[Saved data entries]
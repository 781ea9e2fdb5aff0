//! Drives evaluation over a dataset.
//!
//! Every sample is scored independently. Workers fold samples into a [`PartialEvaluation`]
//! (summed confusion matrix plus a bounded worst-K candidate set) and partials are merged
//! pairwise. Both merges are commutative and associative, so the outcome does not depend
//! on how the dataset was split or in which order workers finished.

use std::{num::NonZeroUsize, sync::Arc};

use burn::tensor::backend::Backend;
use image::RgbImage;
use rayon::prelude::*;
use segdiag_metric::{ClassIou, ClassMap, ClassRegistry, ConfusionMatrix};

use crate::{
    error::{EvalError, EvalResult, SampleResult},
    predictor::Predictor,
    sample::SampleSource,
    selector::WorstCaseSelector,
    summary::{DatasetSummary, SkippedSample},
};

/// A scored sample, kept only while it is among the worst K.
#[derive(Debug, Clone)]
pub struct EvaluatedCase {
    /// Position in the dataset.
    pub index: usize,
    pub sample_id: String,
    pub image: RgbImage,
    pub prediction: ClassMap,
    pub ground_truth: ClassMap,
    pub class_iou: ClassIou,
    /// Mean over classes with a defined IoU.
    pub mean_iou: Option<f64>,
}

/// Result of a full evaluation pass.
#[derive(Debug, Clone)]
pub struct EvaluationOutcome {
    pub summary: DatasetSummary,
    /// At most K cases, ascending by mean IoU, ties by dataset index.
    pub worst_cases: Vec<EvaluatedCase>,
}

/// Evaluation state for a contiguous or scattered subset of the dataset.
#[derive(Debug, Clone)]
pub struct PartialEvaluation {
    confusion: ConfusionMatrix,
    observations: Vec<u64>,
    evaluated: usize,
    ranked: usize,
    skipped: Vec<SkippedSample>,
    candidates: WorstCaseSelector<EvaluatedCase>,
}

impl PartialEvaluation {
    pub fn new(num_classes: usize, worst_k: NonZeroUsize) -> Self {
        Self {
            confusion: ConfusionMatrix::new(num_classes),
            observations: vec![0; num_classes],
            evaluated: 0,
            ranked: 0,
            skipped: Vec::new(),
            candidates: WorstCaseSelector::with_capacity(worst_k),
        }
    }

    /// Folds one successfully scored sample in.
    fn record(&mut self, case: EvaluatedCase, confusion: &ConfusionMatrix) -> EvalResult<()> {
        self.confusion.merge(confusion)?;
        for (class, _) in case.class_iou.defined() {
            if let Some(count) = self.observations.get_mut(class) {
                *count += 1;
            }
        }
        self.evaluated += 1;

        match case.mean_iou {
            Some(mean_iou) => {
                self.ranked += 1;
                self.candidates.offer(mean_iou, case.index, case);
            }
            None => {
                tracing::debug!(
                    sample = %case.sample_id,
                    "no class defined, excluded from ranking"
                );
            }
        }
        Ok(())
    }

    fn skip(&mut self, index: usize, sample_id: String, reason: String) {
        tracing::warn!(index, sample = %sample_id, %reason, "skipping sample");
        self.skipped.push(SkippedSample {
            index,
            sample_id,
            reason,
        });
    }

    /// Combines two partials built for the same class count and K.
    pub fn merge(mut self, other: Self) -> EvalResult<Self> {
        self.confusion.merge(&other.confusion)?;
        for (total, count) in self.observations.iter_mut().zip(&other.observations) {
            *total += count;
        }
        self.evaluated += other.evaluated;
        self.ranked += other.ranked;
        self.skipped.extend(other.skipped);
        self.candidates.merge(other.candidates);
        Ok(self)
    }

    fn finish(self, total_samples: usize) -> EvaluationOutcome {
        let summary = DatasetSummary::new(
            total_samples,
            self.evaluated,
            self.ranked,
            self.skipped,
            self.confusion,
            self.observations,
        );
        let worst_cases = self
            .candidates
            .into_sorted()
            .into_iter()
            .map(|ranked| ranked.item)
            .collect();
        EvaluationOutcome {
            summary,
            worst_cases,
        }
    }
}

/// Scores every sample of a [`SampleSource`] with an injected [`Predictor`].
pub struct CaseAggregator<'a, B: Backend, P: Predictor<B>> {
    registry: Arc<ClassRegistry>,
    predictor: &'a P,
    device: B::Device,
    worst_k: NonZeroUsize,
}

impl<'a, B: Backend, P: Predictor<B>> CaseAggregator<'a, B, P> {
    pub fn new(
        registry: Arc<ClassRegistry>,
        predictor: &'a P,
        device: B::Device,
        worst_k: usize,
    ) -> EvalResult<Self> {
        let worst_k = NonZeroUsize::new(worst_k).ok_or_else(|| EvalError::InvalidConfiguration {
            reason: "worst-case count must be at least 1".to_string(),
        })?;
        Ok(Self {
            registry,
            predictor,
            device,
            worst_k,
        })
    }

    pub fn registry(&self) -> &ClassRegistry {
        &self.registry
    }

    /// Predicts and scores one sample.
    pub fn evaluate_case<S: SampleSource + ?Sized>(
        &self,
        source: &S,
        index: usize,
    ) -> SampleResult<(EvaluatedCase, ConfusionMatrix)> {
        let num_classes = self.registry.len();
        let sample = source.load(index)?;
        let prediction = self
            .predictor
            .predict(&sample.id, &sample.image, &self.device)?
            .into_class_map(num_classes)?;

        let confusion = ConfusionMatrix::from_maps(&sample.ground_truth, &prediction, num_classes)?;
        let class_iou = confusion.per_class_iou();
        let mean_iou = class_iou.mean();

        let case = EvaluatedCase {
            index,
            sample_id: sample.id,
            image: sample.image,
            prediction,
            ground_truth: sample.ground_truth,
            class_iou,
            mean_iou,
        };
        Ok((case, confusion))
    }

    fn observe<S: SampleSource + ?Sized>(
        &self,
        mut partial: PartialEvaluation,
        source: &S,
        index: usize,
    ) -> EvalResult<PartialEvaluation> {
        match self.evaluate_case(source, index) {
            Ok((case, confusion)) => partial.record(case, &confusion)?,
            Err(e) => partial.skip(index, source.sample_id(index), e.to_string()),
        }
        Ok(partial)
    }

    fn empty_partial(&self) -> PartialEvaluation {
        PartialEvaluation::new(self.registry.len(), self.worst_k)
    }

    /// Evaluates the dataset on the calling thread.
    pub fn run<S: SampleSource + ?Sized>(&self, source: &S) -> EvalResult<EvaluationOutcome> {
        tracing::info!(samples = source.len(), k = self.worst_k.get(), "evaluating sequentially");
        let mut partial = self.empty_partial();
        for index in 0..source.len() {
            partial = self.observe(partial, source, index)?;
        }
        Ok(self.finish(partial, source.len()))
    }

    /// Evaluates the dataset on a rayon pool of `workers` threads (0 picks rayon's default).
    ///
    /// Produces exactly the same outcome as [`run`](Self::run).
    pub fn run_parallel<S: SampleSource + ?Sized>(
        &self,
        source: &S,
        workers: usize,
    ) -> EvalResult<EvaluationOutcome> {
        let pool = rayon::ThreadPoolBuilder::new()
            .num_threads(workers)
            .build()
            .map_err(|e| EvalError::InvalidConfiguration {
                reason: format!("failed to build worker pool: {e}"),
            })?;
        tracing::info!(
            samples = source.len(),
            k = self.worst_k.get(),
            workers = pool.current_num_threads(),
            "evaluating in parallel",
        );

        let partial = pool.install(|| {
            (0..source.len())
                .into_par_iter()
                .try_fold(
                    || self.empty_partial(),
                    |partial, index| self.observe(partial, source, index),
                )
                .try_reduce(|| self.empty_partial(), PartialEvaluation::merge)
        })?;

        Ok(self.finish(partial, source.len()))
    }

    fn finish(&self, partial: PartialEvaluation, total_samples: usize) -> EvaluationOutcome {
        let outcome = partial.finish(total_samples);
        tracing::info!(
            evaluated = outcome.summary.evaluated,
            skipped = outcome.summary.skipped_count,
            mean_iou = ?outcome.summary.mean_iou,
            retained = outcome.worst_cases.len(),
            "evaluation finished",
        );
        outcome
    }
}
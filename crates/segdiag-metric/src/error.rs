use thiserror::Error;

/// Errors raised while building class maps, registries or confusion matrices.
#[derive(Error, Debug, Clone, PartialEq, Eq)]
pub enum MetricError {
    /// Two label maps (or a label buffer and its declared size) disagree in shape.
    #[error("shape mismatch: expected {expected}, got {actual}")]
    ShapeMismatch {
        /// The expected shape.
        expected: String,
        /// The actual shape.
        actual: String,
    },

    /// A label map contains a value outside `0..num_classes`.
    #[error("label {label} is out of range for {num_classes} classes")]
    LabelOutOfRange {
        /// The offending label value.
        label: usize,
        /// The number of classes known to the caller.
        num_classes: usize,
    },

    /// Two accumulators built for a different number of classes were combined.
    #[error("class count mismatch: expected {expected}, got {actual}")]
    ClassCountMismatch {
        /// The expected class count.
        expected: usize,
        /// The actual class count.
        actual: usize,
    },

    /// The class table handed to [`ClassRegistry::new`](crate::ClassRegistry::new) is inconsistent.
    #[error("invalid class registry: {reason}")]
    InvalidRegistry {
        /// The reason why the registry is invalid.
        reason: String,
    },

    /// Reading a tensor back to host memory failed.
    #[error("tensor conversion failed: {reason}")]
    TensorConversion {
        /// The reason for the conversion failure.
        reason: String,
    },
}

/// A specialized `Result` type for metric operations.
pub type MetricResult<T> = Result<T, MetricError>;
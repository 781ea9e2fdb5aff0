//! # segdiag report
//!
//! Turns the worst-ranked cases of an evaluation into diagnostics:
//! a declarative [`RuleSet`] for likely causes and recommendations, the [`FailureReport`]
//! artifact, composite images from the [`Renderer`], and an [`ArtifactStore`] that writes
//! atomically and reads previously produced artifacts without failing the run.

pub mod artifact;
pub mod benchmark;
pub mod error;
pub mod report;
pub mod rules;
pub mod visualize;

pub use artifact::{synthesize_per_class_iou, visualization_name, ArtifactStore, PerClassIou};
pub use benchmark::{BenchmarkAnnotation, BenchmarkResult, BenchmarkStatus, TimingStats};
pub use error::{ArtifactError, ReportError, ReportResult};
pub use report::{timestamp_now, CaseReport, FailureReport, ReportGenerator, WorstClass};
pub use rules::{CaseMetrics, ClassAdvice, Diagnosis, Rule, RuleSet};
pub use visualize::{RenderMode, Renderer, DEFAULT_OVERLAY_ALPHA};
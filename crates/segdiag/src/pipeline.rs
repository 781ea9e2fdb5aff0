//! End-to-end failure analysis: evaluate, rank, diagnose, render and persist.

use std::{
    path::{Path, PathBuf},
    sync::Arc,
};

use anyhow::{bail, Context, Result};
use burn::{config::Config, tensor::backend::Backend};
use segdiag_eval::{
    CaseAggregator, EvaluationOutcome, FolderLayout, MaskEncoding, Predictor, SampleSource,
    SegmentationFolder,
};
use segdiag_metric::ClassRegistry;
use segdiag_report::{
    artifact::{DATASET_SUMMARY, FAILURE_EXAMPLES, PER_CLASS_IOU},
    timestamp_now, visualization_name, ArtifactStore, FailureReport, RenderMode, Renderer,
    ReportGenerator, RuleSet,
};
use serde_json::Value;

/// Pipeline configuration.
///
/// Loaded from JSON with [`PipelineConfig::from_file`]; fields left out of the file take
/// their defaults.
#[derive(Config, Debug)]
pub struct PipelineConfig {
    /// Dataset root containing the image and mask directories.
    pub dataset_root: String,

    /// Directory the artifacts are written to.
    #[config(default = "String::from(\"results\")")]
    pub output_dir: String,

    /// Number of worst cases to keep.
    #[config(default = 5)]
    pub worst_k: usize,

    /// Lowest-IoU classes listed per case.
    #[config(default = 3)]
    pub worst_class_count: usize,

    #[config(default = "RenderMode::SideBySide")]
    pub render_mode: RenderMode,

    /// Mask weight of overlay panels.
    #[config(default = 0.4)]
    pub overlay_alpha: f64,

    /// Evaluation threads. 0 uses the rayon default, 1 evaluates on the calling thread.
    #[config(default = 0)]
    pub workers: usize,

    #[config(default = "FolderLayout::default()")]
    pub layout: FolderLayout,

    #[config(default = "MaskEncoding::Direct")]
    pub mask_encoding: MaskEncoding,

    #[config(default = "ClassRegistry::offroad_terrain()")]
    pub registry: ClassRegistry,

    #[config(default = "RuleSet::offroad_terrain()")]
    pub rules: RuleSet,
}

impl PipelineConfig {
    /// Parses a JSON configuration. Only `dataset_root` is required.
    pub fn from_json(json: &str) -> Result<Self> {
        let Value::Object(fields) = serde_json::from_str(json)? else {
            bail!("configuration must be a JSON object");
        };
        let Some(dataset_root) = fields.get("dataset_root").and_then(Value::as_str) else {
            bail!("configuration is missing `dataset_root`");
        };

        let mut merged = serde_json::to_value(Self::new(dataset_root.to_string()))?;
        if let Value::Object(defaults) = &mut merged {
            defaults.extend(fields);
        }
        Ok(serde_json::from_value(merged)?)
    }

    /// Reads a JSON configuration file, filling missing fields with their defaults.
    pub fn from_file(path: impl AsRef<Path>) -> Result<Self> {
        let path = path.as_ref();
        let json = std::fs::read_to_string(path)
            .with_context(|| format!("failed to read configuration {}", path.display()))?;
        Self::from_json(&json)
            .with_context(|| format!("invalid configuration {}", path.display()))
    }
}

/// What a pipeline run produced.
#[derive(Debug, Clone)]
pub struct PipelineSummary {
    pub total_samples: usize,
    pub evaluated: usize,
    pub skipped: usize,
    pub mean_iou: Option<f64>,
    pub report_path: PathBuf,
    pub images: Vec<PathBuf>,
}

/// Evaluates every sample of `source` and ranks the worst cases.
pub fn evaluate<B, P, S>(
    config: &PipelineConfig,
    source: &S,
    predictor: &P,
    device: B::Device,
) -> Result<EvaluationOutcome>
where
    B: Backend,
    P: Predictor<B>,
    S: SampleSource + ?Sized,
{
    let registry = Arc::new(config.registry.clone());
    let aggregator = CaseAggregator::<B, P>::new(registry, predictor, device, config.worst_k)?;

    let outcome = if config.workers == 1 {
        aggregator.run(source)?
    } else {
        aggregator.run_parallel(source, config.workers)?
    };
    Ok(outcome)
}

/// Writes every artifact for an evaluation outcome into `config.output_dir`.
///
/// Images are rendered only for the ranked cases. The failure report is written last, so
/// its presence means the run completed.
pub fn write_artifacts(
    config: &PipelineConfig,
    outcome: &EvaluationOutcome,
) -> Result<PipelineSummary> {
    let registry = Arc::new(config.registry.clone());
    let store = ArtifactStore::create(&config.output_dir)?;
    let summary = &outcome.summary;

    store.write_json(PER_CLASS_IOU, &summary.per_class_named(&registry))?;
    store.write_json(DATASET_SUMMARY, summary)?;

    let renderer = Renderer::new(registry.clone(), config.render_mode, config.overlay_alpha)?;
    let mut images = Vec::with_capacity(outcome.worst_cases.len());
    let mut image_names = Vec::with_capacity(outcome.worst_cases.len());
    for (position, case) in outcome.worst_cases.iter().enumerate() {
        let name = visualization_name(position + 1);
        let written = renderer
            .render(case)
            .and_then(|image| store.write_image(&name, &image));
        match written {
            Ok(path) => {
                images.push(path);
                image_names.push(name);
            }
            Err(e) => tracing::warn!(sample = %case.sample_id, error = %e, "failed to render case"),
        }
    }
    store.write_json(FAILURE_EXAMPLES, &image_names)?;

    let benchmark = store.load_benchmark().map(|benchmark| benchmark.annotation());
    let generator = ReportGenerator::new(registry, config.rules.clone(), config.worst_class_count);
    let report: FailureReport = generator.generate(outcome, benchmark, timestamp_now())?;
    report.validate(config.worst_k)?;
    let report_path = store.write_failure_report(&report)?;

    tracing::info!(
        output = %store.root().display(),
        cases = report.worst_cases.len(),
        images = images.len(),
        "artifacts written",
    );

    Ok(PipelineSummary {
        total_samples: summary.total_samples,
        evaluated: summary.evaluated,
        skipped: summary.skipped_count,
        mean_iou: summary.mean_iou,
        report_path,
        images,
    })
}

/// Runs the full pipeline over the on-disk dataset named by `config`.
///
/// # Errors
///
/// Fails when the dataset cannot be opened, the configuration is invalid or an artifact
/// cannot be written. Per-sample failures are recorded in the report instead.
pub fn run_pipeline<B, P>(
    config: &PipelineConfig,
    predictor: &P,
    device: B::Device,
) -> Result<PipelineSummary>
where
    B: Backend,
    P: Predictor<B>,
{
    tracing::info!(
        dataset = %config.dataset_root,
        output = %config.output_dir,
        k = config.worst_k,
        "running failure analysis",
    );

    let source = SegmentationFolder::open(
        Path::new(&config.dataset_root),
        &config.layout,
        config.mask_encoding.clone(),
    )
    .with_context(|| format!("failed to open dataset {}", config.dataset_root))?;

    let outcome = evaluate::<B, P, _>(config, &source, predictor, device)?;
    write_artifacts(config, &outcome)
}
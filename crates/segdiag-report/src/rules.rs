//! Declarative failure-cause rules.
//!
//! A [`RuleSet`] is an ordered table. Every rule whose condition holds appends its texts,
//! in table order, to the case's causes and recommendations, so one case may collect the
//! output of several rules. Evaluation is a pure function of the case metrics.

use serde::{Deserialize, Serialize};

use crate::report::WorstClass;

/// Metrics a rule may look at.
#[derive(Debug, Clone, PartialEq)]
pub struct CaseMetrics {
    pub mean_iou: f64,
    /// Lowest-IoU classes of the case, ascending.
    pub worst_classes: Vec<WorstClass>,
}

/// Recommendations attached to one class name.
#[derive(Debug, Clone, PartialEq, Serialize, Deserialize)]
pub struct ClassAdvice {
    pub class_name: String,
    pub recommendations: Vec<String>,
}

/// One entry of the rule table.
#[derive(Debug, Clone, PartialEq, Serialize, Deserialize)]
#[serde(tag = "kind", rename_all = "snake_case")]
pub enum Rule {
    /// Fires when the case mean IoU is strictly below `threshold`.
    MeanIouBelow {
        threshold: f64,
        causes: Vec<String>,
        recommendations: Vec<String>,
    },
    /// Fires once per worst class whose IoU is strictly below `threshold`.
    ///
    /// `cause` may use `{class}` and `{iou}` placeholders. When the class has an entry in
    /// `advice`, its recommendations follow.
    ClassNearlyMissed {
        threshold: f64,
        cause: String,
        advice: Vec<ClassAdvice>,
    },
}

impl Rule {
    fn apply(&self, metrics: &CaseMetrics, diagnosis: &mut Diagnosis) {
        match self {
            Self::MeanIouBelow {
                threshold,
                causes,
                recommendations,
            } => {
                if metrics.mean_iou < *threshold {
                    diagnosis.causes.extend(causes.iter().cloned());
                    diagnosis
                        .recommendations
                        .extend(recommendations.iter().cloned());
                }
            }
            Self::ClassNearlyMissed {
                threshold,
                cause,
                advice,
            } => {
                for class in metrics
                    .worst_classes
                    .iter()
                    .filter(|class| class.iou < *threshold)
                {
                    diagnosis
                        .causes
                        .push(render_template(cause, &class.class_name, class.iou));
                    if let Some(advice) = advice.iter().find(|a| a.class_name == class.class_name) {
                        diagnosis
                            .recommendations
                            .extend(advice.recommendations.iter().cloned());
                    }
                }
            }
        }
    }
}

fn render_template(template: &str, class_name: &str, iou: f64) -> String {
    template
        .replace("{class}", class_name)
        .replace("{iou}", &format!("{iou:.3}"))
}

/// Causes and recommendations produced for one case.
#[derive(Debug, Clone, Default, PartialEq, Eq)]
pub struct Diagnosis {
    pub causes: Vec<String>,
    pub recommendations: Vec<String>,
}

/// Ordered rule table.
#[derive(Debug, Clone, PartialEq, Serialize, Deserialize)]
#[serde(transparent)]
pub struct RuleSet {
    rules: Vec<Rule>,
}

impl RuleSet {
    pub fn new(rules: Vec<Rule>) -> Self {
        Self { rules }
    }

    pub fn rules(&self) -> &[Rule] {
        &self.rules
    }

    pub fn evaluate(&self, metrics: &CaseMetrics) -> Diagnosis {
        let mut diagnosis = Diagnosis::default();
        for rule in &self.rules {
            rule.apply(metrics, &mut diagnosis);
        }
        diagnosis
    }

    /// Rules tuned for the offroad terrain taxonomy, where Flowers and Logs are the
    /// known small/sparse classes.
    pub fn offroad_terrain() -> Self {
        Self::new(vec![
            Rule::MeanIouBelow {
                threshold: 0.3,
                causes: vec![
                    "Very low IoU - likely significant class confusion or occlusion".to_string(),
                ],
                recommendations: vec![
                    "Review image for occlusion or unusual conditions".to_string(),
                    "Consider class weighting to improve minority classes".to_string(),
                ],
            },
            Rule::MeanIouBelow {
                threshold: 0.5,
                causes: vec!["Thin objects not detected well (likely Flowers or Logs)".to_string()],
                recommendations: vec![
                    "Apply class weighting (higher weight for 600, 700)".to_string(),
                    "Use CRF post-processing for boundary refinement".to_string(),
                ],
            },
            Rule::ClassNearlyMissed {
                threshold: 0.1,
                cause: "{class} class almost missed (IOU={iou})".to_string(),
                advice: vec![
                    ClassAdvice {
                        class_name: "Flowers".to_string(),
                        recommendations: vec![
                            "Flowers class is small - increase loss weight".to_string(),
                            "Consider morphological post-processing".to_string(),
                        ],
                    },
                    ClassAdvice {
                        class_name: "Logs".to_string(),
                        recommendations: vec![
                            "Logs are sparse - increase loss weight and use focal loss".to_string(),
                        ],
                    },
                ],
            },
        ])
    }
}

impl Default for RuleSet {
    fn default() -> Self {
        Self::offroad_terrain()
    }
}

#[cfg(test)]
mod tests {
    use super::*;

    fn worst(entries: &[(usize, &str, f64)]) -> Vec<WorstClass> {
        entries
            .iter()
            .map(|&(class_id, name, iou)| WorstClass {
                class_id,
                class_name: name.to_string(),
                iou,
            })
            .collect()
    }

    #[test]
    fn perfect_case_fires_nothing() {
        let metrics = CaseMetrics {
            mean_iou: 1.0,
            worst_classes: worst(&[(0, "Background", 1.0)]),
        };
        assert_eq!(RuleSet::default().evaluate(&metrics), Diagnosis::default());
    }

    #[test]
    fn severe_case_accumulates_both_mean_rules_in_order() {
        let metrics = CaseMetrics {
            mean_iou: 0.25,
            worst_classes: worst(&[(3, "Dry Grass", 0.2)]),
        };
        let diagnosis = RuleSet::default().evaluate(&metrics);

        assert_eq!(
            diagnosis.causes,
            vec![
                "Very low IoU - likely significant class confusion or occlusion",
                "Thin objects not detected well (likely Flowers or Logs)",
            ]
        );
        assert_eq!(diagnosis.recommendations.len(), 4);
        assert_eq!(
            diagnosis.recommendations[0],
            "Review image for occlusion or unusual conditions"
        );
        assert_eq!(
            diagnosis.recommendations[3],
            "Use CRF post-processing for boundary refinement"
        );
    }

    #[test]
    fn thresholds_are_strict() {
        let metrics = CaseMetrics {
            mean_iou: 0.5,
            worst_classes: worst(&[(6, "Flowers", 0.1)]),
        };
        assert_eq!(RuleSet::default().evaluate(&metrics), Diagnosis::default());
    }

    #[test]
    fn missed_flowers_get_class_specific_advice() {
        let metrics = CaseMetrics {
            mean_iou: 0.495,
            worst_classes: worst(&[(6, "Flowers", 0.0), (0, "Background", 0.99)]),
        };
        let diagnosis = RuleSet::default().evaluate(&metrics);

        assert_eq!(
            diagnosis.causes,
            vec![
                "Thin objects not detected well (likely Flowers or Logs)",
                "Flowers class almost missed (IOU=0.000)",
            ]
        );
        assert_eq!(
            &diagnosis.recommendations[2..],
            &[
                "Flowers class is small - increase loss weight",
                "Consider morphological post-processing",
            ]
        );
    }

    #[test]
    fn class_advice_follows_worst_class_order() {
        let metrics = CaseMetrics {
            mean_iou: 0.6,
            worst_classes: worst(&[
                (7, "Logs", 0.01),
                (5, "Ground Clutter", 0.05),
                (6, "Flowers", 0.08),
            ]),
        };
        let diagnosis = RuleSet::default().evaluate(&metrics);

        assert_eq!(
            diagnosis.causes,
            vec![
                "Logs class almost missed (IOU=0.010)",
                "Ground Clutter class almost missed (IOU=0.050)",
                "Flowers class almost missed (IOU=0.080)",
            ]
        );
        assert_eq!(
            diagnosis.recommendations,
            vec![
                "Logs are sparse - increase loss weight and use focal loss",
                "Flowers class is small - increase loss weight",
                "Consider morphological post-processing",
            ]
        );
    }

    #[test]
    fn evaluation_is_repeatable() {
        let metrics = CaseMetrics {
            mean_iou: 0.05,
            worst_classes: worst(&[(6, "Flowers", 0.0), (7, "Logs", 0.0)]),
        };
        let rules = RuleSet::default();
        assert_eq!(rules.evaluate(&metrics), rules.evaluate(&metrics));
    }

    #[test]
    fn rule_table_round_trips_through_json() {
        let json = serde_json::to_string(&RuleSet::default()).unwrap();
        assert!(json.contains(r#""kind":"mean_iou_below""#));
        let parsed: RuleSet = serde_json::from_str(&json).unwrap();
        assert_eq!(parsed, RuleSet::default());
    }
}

PROBLEM TO SOLVE
Select every line above that contains the word "Consider", and copy it.

PROBLEM SOLUTION
                    "Consider class weighting to improve minority classes".to_string(),
                            "Consider morphological post-processing".to_string(),
                "Consider morphological post-processing",
                "Consider morphological post-processing",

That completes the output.